What you will do | Search the data below for the string "metrics". Extract every line that contains it.

Extracted information |
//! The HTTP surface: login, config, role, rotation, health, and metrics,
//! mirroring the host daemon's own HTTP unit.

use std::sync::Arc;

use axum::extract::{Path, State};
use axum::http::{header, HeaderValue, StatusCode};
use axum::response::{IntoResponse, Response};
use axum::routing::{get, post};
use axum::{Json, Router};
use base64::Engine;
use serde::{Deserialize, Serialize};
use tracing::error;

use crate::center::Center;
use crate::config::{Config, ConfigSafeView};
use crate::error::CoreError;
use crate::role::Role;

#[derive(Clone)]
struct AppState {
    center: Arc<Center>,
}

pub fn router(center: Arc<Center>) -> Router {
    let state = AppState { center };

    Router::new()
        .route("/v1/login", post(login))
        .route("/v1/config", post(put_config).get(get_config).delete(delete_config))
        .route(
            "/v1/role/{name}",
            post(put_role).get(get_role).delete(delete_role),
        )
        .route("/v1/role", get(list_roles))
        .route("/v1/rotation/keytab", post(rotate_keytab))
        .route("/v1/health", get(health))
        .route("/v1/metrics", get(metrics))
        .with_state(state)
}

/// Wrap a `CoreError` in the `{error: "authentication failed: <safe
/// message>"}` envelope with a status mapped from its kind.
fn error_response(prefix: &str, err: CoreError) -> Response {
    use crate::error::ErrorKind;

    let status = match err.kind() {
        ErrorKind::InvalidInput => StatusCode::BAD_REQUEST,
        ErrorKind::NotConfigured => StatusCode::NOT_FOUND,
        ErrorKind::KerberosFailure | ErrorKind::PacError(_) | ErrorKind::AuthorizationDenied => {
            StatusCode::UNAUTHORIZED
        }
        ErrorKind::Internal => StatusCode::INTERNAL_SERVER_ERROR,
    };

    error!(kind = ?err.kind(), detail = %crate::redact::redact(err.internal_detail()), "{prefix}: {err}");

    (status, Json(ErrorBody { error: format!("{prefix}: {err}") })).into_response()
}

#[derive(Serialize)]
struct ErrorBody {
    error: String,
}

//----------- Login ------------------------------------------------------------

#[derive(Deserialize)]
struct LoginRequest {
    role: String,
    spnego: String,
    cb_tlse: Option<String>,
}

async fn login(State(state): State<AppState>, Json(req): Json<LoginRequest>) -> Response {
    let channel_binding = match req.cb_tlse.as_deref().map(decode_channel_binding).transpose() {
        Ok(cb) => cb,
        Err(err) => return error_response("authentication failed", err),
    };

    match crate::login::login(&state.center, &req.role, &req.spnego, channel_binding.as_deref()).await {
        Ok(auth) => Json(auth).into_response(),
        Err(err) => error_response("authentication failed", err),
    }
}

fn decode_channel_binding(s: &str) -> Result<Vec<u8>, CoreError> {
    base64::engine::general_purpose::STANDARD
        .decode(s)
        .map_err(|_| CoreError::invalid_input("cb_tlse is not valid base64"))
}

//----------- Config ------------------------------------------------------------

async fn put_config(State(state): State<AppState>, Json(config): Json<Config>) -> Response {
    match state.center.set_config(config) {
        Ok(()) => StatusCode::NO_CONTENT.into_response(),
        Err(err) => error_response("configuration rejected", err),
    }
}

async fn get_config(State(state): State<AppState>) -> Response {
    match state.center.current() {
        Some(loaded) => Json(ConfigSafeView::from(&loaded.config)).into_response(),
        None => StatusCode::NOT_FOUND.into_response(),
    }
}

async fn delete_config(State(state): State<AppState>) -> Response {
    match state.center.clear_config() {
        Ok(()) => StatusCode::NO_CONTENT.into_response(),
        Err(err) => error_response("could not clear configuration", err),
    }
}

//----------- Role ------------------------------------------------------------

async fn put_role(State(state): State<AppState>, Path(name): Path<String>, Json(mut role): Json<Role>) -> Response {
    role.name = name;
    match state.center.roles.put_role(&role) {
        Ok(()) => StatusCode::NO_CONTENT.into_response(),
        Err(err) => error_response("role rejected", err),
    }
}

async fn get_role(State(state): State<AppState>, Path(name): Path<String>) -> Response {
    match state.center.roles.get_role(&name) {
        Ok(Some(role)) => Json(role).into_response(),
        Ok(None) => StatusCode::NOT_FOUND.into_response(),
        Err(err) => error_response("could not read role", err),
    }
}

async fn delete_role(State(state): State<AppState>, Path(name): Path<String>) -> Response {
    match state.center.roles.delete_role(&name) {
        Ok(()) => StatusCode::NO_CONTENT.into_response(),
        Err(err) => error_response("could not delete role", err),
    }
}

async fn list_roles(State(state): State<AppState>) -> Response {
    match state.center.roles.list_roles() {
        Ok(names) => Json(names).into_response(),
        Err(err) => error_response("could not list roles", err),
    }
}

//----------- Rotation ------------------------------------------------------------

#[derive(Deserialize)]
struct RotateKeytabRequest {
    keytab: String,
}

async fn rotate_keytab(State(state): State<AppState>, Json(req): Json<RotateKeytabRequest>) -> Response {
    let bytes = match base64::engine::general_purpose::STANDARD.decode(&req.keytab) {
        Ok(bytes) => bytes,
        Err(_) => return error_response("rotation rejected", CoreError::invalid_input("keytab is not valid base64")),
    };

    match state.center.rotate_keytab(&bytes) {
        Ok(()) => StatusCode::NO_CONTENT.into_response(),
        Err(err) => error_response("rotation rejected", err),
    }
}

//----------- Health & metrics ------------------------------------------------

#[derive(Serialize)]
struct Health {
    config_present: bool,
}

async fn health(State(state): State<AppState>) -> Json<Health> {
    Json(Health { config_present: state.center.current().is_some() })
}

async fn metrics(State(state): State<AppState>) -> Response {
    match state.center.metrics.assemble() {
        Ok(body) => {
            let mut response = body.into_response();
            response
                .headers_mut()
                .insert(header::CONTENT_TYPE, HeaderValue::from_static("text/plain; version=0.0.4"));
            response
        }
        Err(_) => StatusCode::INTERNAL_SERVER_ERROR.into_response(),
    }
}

Solution to this problem |
//! The HTTP surface: login, config, role, rotation, health, and metrics,
        .route("/v1/metrics", get(metrics))
//----------- Health & metrics ------------------------------------------------
async fn metrics(State(state): State<AppState>) -> Response {
    match state.center.metrics.assemble() {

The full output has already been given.